Bill Kurtis signs off as scorekeeper and judge on NPR's "Wait Wait… Don't Tell Me!"

Stephen Colbert was not the only icon associated with CBS to sign off in recent days.

In an episode that aired Saturday morning, former CBS Chicago anchorman Bill Kurtis signed off from his role as the judge and scorekeeper on the NPR weekly news quiz show "Wait Wait… Don't Tell Me!" alongside host Peter Sagal.

Brandi Carlile appeared on the program as a special guest, and Luke Burbank, Negin Farsad, and Paula Poundstone served as panelists.

Before the quiz show began, Sagal went back in time to 2014, when someone suggested that "Wait Wait" bring on Kurtis to succeed the program's original judge and scorekeeper, late NPR news anchor Carl Kasell.

"I said, 'Are you nuts? Why would Bill Kurtis, groundbreaking journalist and giant of broadcasting, squander his hard-earned reputation doing our silly little show every week?'" Sagal said on the quiz show. "Well today, either Bill is stepping down after being the hilarious basso profundo soul of our show for 12 wonderful years, or he finally came to his senses."

Sagal added at the end of the show that Kurtis has traveled all around the country with "Wait Wait," and said "the most ridiculous things in that most serious of voices, and he has often said how lucky he feels to have done all that with us.

"But Bill, for once, you're wrong," Sagal continued. "We are the lucky ones."

The audience for the Thursday evening taping at the Studebaker Theater in Chicago's Fine Arts Building erupted in cheers for Kurtis — whom generations of Chicagoans remember best as an anchorman with CBS News Chicago, or as we would have said back then, Channel 2 News.

Kurtis first arrived in Chicago in 1966, after receiving a call from CBS Chicago following his coverage of a tornado on Topeka, Kansas, TV station WIBW. He worked as a street reporter and later took on anchoring duties and documentaries at Channel 2.

In his early years with the station, Kurtis covered the riots in Chicago following the assassination of Dr. Martin Luther King Jr. in 1968, and the unrest surrounding the Democratic National Convention in Chicago later that same year.

 In 1970, Kurtis joined CBS News on the national level as a West Coast correspondent.

In 1973, management lured Kurtis back to CBS Chicago as principal anchor, working alongside commentator and anchorman Walter Jacobson. The team turned the Channel 2 News into a powerhouse in Chicago, with Kurtis traveling the country and the world in search of Chicago angles on national and international stories for his acclaimed "Focus" reports. 

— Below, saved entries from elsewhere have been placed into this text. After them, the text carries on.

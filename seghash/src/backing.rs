use std::collections::HashMap;
use std::fs;
use std::path::{Path, PathBuf};
use std::sync::{Arc, OnceLock, Weak};

use crossbeam_utils::CachePadded;
use parking_lot::Mutex;
use segstore::{HashError, MemoryRegion, Result};
use tracing::{debug, info, warn};

use crate::layout::{FILE_HEADER_SIZE, FileHeader, Layout, SEGMENTS_OFFSET, stored_name};
use crate::segment::Segment;

/// The memory behind one or more container instances: the mapping and the
/// segments carved from it, locks included.
///
/// File-backed instances of the same path inside one process share a single
/// `Arc<Backing>`; the mapping goes away with the last handle.
pub(crate) struct Backing {
    // dropped before `region`, whose memory the segments point into
    segments: Box<[CachePadded<Segment>]>,
    layout: Layout,
    key_type: String,
    value_type: String,
    region: MemoryRegion,
}

fn registry() -> &'static Mutex<HashMap<PathBuf, Weak<Backing>>> {
    static REGISTRY: OnceLock<Mutex<HashMap<PathBuf, Weak<Backing>>>> = OnceLock::new();
    REGISTRY.get_or_init(|| Mutex::new(HashMap::new()))
}

impl Backing {
    pub fn in_memory(layout: Layout, key_type: &str, value_type: &str) -> Result<Arc<Self>> {
        let mut region = MemoryRegion::anonymous(layout.total_size()?)?;
        FileHeader::new(&layout, key_type, value_type).write_to(region.header_mut(FILE_HEADER_SIZE)?);
        Ok(Arc::new(Self::carve(region, layout, key_type, value_type)?))
    }

    /// Open `path` or create it with `layout`. A mapping of the same file that
    /// is still alive in this process is shared rather than mapped again.
    pub fn persisted(path: &Path, layout: Layout, key_type: &str, value_type: &str) -> Result<Arc<Self>> {
        let mut registry = registry().lock();
        registry.retain(|_, backing| backing.strong_count() > 0);

        let exists = fs::metadata(path).map(|m| m.len() > 0).unwrap_or(false);
        if exists {
            let canonical = fs::canonicalize(path)?;
            if let Some(backing) = registry.get(&canonical).and_then(Weak::upgrade) {
                backing.check_types(key_type, value_type)?;
                debug!(path = %canonical.display(), "sharing live mapping");
                return Ok(backing);
            }
        }

        let backing = if exists {
            Self::open_file(path, layout, key_type, value_type)?
        } else {
            Self::create_file(path, layout, key_type, value_type)?
        };
        let backing = Arc::new(backing);
        registry.insert(fs::canonicalize(path)?, Arc::downgrade(&backing));
        Ok(backing)
    }

    fn create_file(path: &Path, layout: Layout, key_type: &str, value_type: &str) -> Result<Self> {
        let bytes = layout.total_size()?;
        let mut region = MemoryRegion::create_file(path, bytes)?;
        FileHeader::new(&layout, key_type, value_type).write_to(region.header_mut(FILE_HEADER_SIZE)?);
        info!(
            path = %path.display(),
            segments = layout.segments,
            bytes,
            "created hash file"
        );
        Self::carve(region, layout, key_type, value_type)
    }

    fn open_file(path: &Path, requested: Layout, key_type: &str, value_type: &str) -> Result<Self> {
        let region = MemoryRegion::open_file(path)?;
        let header = FileHeader::read_from(region.header(FILE_HEADER_SIZE)?)?;
        check_type("key", key_type, &header.key_type())?;
        check_type("value", value_type, &header.value_type())?;

        let layout = header.layout()?;
        if layout != requested {
            warn!(
                path = %path.display(),
                file_segments = layout.segments,
                file_slots = layout.geometry.slots(),
                "configured geometry differs from the file, using the file's"
            );
        }
        let needed = layout
            .total_size()
            .map_err(|e| HashError::Corrupt(e.to_string()))?;
        if region.len() < needed {
            return Err(HashError::Corrupt(format!(
                "{} holds {} bytes, layout needs {needed}",
                path.display(),
                region.len(),
            )));
        }

        let backing = Self::carve(region, layout, key_type, value_type)?;
        info!(
            path = %path.display(),
            segments = layout.segments,
            entries = backing.long_size(),
            "opened hash file"
        );
        Ok(backing)
    }

    fn carve(region: MemoryRegion, layout: Layout, key_type: &str, value_type: &str) -> Result<Self> {
        // SAFETY: the slices end up in `segments`, which is dropped before `region`.
        let slices = unsafe { region.carve(SEGMENTS_OFFSET, layout.region_size(), layout.segments)? };
        let segments = slices
            .into_iter()
            .enumerate()
            .map(|(index, slice)| Segment::new(index, slice, layout.geometry).map(CachePadded::new))
            .collect::<Result<Vec<_>>>()?;
        Ok(Self {
            segments: segments.into_boxed_slice(),
            layout,
            key_type: stored_name(key_type),
            value_type: stored_name(value_type),
            region,
        })
    }

    fn check_types(&self, key_type: &str, value_type: &str) -> Result<()> {
        check_type("key", key_type, &self.key_type)?;
        check_type("value", value_type, &self.value_type)
    }

    pub fn segments(&self) -> &[CachePadded<Segment>] {
        &self.segments
    }

    pub fn layout(&self) -> &Layout {
        &self.layout
    }

    pub fn long_size(&self) -> u64 {
        self.segments.iter().map(|segment| segment.len()).sum()
    }

    pub fn flush(&self) -> Result<()> {
        self.region.flush()
    }
}

fn check_type(what: &'static str, expected: &str, found: &str) -> Result<()> {
    let expected = stored_name(expected);
    if expected != found {
        return Err(HashError::TypeMismatch {
            what,
            expected,
            found: found.to_string(),
        });
    }
    Ok(())
}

Kurtis served another stint at CBS News national from 1982 to 1985, working in New York as co-anchor of the CBS Morning News — now known as CBS Mornings. He returned to CBS Chicago in 1985 and spent another 11 years on the anchor desk, fronting the 10 p.m. news alongside Jacobson and later Linda MacLennan, before departing CBS in 1996.

In 2009, Kurtis returned to CBS Chicago once more, for what became an encore run anchoring with Jacobson at 6 p.m. The pair retired from CBS Chicago in 2013.

Kurtis' memoir, "Whirlwind: My Life Reporting the News," was released in September 2025.